Materials provided Block Start

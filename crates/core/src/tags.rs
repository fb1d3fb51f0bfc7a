// SPDX-License-Identifier: BUSL-1.1
// Copyright (c) 2026 Alfred Jean LLC

//! Tag-based structured logger facade.
//!
//! A [`TagLogger`] is a cheap value: a tag path plus an optional sink
//! handle. `sub` appends a tag; `emit` records a structured event.
//! Every emission goes to `tracing`; when a sink is attached (the
//! daemon wires the process-wide event chain here), the full record is
//! pushed into it as well, which is what the system-logger and
//! request-logger services consume.

use serde::Serialize;
use smol_str::SmolStr;
use std::sync::Arc;
use std::time::{SystemTime, UNIX_EPOCH};

/// One structured log emission.
#[derive(Debug, Clone, Serialize)]
pub struct LogRecord {
    /// Wall-clock milliseconds since the epoch.
    pub at_ms: u64,
    /// Tag path from the root logger down.
    pub tags: Vec<SmolStr>,
    /// Event kind, e.g. `started`, `request`, `reload-failed`.
    pub kind: SmolStr,
    /// Structured payload.
    pub payload: serde_json::Value,
}

impl LogRecord {
    /// Dotted tag path, e.g. `endpoint.main.conn-12`.
    pub fn tag_path(&self) -> String {
        self.tags.join(".")
    }
}

/// Receiver for emitted log records.
pub trait LogSink: Send + Sync {
    fn record(&self, record: LogRecord);
}

/// A value-typed structured logger carrying a tag path.
#[derive(Clone, Default)]
pub struct TagLogger {
    tags: Vec<SmolStr>,
    sink: Option<Arc<dyn LogSink>>,
}

impl std::fmt::Debug for TagLogger {
    fn fmt(&self, f: &mut std::fmt::Formatter<'_>) -> std::fmt::Result {
        f.debug_struct("TagLogger")
            .field("tags", &self.tags)
            .field("sink", &self.sink.as_ref().map(|_| "..."))
            .finish()
    }
}

impl TagLogger {
    /// Root logger feeding `sink`.
    pub fn root(sink: Arc<dyn LogSink>) -> Self {
        Self { tags: Vec::new(), sink: Some(sink) }
    }

    /// Logger with no sink; emissions go to `tracing` only.
    pub fn detached() -> Self {
        Self::default()
    }

    pub fn tags(&self) -> &[SmolStr] {
        &self.tags
    }

    /// Child logger with `tag` appended to the tag path.
    pub fn sub(&self, tag: impl Into<SmolStr>) -> TagLogger {
        let mut tags = self.tags.clone();
        tags.push(tag.into());
        TagLogger { tags, sink: self.sink.clone() }
    }

    /// Emit a structured event under this logger's tag path.
    pub fn emit(&self, kind: impl Into<SmolStr>, payload: serde_json::Value) {
        let record = LogRecord {
            at_ms: SystemTime::now()
                .duration_since(UNIX_EPOCH)
                .unwrap_or_default()
                .as_millis() as u64,
            tags: self.tags.clone(),
            kind: kind.into(),
            payload,
        };
        tracing::debug!(
            target: "sy::log",
            tags = %record.tag_path(),
            kind = %record.kind,
            payload = %record.payload,
        );
        if let Some(sink) = &self.sink {
            sink.record(record);
        }
    }
}

#[cfg(test)]
#[path = "tags_tests.rs"]
mod tests;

Materials provided Block End

▶ [Problem description]:
Please copy each record shown above exactly.

▶ [Your response]:
filename crates/core/src/tags.rs
repository fb1d3fb51f0bfc7a
// SPDX-License-Identifier: BUSL-1.1
// Copyright (c) 2026 Alfred Jean LLC

//! Tag-based structured logger facade.
//!
//! A [`TagLogger`] is a cheap value: a tag path plus an optional sink
//! handle. `sub` appends a tag; `emit` records a structured event.
//! Every emission goes to `tracing`; when a sink is attached (the
//! daemon wires the process-wide event chain here), the full record is
//! pushed into it as well, which is what the system-logger and
//! request-logger services consume.

use serde::Serialize;
use smol_str::SmolStr;
use std::sync::Arc;
use std::time::{SystemTime, UNIX_EPOCH};

/// One structured log emission.
#[derive(Debug, Clone, Serialize)]
pub struct LogRecord {
    /// Wall-clock milliseconds since the epoch.
    pub at_ms: u64,
    /// Tag path from the root logger down.
    pub tags: Vec<SmolStr>,
    /// Event kind, e.g. `started`, `request`, `reload-failed`.
    pub kind: SmolStr,
    /// Structured payload.
    pub payload: serde_json::Value,
}

impl LogRecord {
    /// Dotted tag path, e.g. `endpoint.main.conn-12`.
    pub fn tag_path(&self) -> String {
        self.tags.join(".")
    }
}

/// Receiver for emitted log records.
pub trait LogSink: Send + Sync {
    fn record(&self, record: LogRecord);
}

/// A value-typed structured logger carrying a tag path.
#[derive(Clone, Default)]
pub struct TagLogger {
    tags: Vec<SmolStr>,
    sink: Option<Arc<dyn LogSink>>,
}

impl std::fmt::Debug for TagLogger {
    fn fmt(&self, f: &mut std::fmt::Formatter<'_>) -> std::fmt::Result {
        f.debug_struct("TagLogger")
            .field("tags", &self.tags)
            .field("sink", &self.sink.as_ref().map(|_| "..."))
            .finish()
    }
}

impl TagLogger {
    /// Root logger feeding `sink`.
    pub fn root(sink: Arc<dyn LogSink>) -> Self {
        Self { tags: Vec::new(), sink: Some(sink) }
    }

    /// Logger with no sink; emissions go to `tracing` only.
    pub fn detached() -> Self {
        Self::default()
    }

    pub fn tags(&self) -> &[SmolStr] {
        &self.tags
    }

    /// Child logger with `tag` appended to the tag path.
    pub fn sub(&self, tag: impl Into<SmolStr>) -> TagLogger {
        let mut tags = self.tags.clone();
        tags.push(tag.into());
        TagLogger { tags, sink: self.sink.clone() }
    }

    /// Emit a structured event under this logger's tag path.
    pub fn emit(&self, kind: impl Into<SmolStr>, payload: serde_json::Value) {
        let record = LogRecord {
            at_ms: SystemTime::now()
                .duration_since(UNIX_EPOCH)
                .unwrap_or_default()
                .as_millis() as u64,
            tags: self.tags.clone(),
            kind: kind.into(),
            payload,
        };
        tracing::debug!(
            target: "sy::log",
            tags = %record.tag_path(),
            kind = %record.kind,
            payload = %record.payload,
        );
        if let Some(sink) = &self.sink {
            sink.record(record);
        }
    }
}

#[cfg(test)]
#[path = "tags_tests.rs"]
mod tests;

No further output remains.